Brissac réfléchit un moment.

—Je ne pense pas qu'il se défende, dit-il, et toi?

—Non, monsieur. Il est seul.

—Tu en es sûr?

—Vous le savez bien, monsieur, hier, il était à Pontoise avec M. le comte d'Auvergne et M. Fouquet. Ce dernier est parti à Médan rejoindre les gardes, vous en avez reçu l'avis. M. d'Auvergne est à Entragues, vous venez de l'y voir, l'autre se trouve donc seul pour toute la soirée.

—Et déguisé?

—Comme toujours. Depuis deux mois que je l'observe par vos ordres, il est allé six fois chez Mlle Gabrielle d'Estrées, jamais sans un déguisement quelconque. Oh! sans cela le père le reconnaîtrait et serait capable de ne pas le laisser entrer.

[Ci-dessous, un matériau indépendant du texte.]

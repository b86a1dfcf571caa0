//! Final report
//!
//! A report is a logical workbook with two sheets:
//!
//! - `data` - header, one row per sample and an optional statistics block
//!   starting two rows below the last data row
//! - `chart` - elapsed time re-based to zero next to the value, plus a line
//!   chart referencing that range
//!
//! How the workbook is encoded on disk is up to the [`ReportWriter`]. The
//! shipped writer is [`JsonWorkbookWriter`].

pub mod json;

pub use json::{read_workbook, JsonWorkbookWriter};

use crate::config::ReportOptions;
use crate::device::DeviceParams;
use crate::error::{MeterLogError, Result};
use crate::types::{DurableRow, SummaryStats};
use chrono::{DateTime, Local};
use serde::{Deserialize, Serialize};
use std::path::Path;

/// Name of the data sheet
pub const DATA_SHEET: &str = "data";

/// Name of the chart sheet
pub const CHART_SHEET: &str = "chart";

/// Labels of the statistics block, in order
pub const STATS_LABELS: [&str; 6] = ["count", "mean", "std", "min", "max", "peak_peak"];

/// Writes a [`Workbook`] to a file
pub trait ReportWriter: Send + Sync {
    /// File extension without the dot
    fn extension(&self) -> &'static str;

    /// Write the whole workbook; on error no partial file is left at `path`
    fn write(&self, workbook: &Workbook, path: &Path) -> Result<()>;
}

/// One cell of a sheet
#[derive(Debug, Clone, PartialEq, Serialize, Deserialize)]
pub enum Cell {
    Empty,
    Int(i64),
    Number(f64),
    Text(String),
}

impl Cell {
    /// A numeric cell; non-finite values become text so every encoding can hold them
    pub fn number(value: f64) -> Self {
        if value.is_finite() {
            Cell::Number(value)
        } else {
            Cell::Text(value.to_string())
        }
    }

    pub fn text(value: impl Into<String>) -> Self {
        Cell::Text(value.into())
    }

    /// Numeric value of the cell, parsing `NaN` and `inf` text back
    pub fn as_f64(&self) -> Option<f64> {
        match self {
            Cell::Int(v) => Some(*v as f64),
            Cell::Number(v) => Some(*v),
            Cell::Text(s) => s.parse().ok(),
            Cell::Empty => None,
        }
    }

    pub fn as_text(&self) -> Option<&str> {
        match self {
            Cell::Text(s) => Some(s),
            _ => None,
        }
    }
}

/// Kind of an embedded chart
#[derive(Debug, Clone, Copy, PartialEq, Eq, Serialize, Deserialize)]
pub enum ChartKind {
    Line,
}

/// Chart embedded in a sheet, referencing ranges of that sheet
#[derive(Debug, Clone, PartialEq, Serialize, Deserialize)]
pub struct ChartSpec {
    pub kind: ChartKind,
    pub title: String,
    pub x_title: String,
    pub y_title: String,
    /// Range of the x values, e.g. `A2:A101`
    pub x_range: String,
    /// Range of the y values, e.g. `B2:B101`
    pub y_range: String,
    /// Top-left cell the chart is anchored at
    pub anchor: String,
}

#[derive(Debug, Clone, PartialEq, Serialize, Deserialize)]
pub struct Sheet {
    pub name: String,
    pub rows: Vec<Vec<Cell>>,
    #[serde(default)]
    pub chart: Option<ChartSpec>,
}

impl Sheet {
    pub fn new(name: impl Into<String>) -> Self {
        Self {
            name: name.into(),
            rows: Vec::new(),
            chart: None,
        }
    }

    pub fn push_row(&mut self, row: Vec<Cell>) {
        self.rows.push(row);
    }

    pub fn cell(&self, row: usize, col: usize) -> Option<&Cell> {
        self.rows.get(row)?.get(col)
    }
}

/// Header block describing the measurement
#[derive(Debug, Clone, PartialEq, Serialize, Deserialize)]
pub struct ReportMetadata {
    pub title: String,
    /// `YYYY-MM-DD HH:MM:SS` local time the run started
    pub created: String,
    /// Function label, e.g. `DC voltage`
    pub function: String,
    pub unit: String,
    pub range: String,
    pub resolution: String,
    pub interval_ms: u64,
    /// Number of data rows, filled in when the report is built
    pub points: usize,
}

impl Default for ReportMetadata {
    fn default() -> Self {
        Self {
            title: "34401A measurement".to_string(),
            created: Local::now().format("%Y-%m-%d %H:%M:%S").to_string(),
            function: "Value".to_string(),
            unit: String::new(),
            range: String::new(),
            resolution: String::new(),
            interval_ms: 0,
            points: 0,
        }
    }
}

impl ReportMetadata {
    /// Metadata for a run started at `started`
    pub fn for_run(
        identity: &str,
        setup: &DeviceParams,
        interval_ms: u64,
        started: DateTime<Local>,
    ) -> Self {
        Self {
            title: format!("{} measurement", identity),
            created: started.format("%Y-%m-%d %H:%M:%S").to_string(),
            function: setup.function.label().to_string(),
            unit: setup.function.unit().to_string(),
            range: setup.range.clone(),
            resolution: setup.resolution.label().to_string(),
            interval_ms,
            points: 0,
        }
    }

    /// Metadata for a buffer found on disk without its run settings
    pub fn recovered(buffer: &Path) -> Self {
        let name = buffer
            .file_name()
            .map(|n| n.to_string_lossy().into_owned())
            .unwrap_or_default();
        Self {
            title: format!("Recovered measurement {}", name),
            ..Self::default()
        }
    }

    /// Column label of the value column, e.g. `DC voltage (V)`
    pub fn value_label(&self) -> String {
        if self.unit.is_empty() {
            self.function.clone()
        } else {
            format!("{} ({})", self.function, self.unit)
        }
    }
}

/// A complete report
#[derive(Debug, Clone, PartialEq, Serialize, Deserialize)]
pub struct Workbook {
    pub metadata: ReportMetadata,
    pub sheets: Vec<Sheet>,
}

impl Workbook {
    pub fn sheet(&self, name: &str) -> Option<&Sheet> {
        self.sheets.iter().find(|s| s.name == name)
    }

    /// Parse the data rows of the `data` sheet back into buffer rows
    pub fn data_rows(&self) -> Result<Vec<DurableRow>> {
        let sheet = self
            .sheet(DATA_SHEET)
            .ok_or_else(|| MeterLogError::Serialization("report has no data sheet".to_string()))?;

        let invalid =
            |row: usize| MeterLogError::Serialization(format!("malformed data row {}", row + 1));

        let mut rows = Vec::with_capacity(self.metadata.points);
        for (i, row) in sheet.rows.iter().enumerate().skip(1) {
            // Data ends at the first empty row
            if row.is_empty() || matches!(row[0], Cell::Empty) {
                break;
            }
            let index = match row.first() {
                Some(Cell::Int(v)) => u64::try_from(*v).map_err(|_| invalid(i))?,
                _ => return Err(invalid(i)),
            };
            let elapsed = row.get(1).and_then(Cell::as_f64).ok_or_else(|| invalid(i))?;
            let value = row.get(2).and_then(Cell::as_f64).ok_or_else(|| invalid(i))?;
            let wallclock = row
                .get(3)
                .and_then(Cell::as_text)
                .unwrap_or_default()
                .to_string();
            rows.push(DurableRow {
                index,
                elapsed,
                value,
                wallclock,
            });
        }
        Ok(rows)
    }

    /// Value of a statistics entry in the `data` sheet
    pub fn stat(&self, label: &str) -> Option<f64> {
        self.sheet(DATA_SHEET)?
            .rows
            .iter()
            .find(|row| row.first().and_then(Cell::as_text) == Some(label))
            .and_then(|row| row.get(1))
            .and_then(Cell::as_f64)
    }
}

/// Build the report for a finished run
///
/// `rows` must be in index order, as returned by
/// [`read_rows`](crate::storage::read_rows).
pub fn build_report(
    rows: &[DurableRow],
    options: &ReportOptions,
    metadata: &ReportMetadata,
) -> Workbook {
    let mut metadata = metadata.clone();
    metadata.points = rows.len();

    let mut sheets = vec![data_sheet(rows, options, &metadata)];
    if options.include_chart && !rows.is_empty() {
        sheets.push(chart_sheet(rows, &metadata));
    }

    Workbook { metadata, sheets }
}

fn data_sheet(rows: &[DurableRow], options: &ReportOptions, metadata: &ReportMetadata) -> Sheet {
    let mut sheet = Sheet::new(DATA_SHEET);
    sheet.push_row(vec![
        Cell::text("#"),
        Cell::text("elapsed_s"),
        Cell::text(metadata.value_label()),
        Cell::text("wallclock"),
    ]);

    for row in rows {
        sheet.push_row(vec![
            Cell::Int(i64::try_from(row.index).unwrap_or(i64::MAX)),
            Cell::number(row.elapsed),
            Cell::number(row.value),
            Cell::text(row.wallclock.clone()),
        ]);
    }

    if options.include_stats {
        // One blank row, so the block starts two rows below the last data row
        sheet.push_row(Vec::new());

        let stats = SummaryStats::from_values(rows.iter().map(|r| r.value));
        let values = match stats {
            Some(s) => [s.mean, s.std, s.min, s.max, s.peak_peak()],
            None => [f64::NAN; 5],
        };
        let count = stats.map_or(0, |s| s.count);

        sheet.push_row(vec![
            Cell::text(STATS_LABELS[0]),
            Cell::Int(i64::try_from(count).unwrap_or(i64::MAX)),
        ]);
        for (label, value) in STATS_LABELS[1..].iter().zip(values) {
            sheet.push_row(vec![Cell::text(*label), Cell::number(value)]);
        }
    }

    sheet
}

fn chart_sheet(rows: &[DurableRow], metadata: &ReportMetadata) -> Sheet {
    let mut sheet = Sheet::new(CHART_SHEET);
    sheet.push_row(vec![Cell::text("elapsed_s"), Cell::text("value")]);

    let first = rows.first().map_or(0.0, |r| r.elapsed);
    for row in rows {
        sheet.push_row(vec![
            Cell::number(round_to(row.elapsed - first, 4)),
            Cell::number(row.value),
        ]);
    }

    let last = rows.len() + 1;
    sheet.chart = Some(ChartSpec {
        kind: ChartKind::Line,
        title: format!("{} trend", metadata.function),
        x_title: "elapsed_s".to_string(),
        y_title: metadata.value_label(),
        x_range: format!("A2:A{}", last),
        y_range: format!("B2:B{}", last),
        anchor: "D2".to_string(),
    });

    sheet
}

fn round_to(value: f64, decimals: i32) -> f64 {
    let scale = 10f64.powi(decimals);
    (value * scale).round() / scale
}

Brissac reprit le cours de ses méditations. Depuis Épinay, les chevaux, marchaient plus vite, et l'on aperçut bientôt le village d'Argenteuil. Là était un gué que le soldat fit prendre à son maître pour éviter le bac, et les deux cavaliers suivirent la berge déserte, en commençant à observer religieusement chaque ombre, chaque pli du terrain et chaque bruit.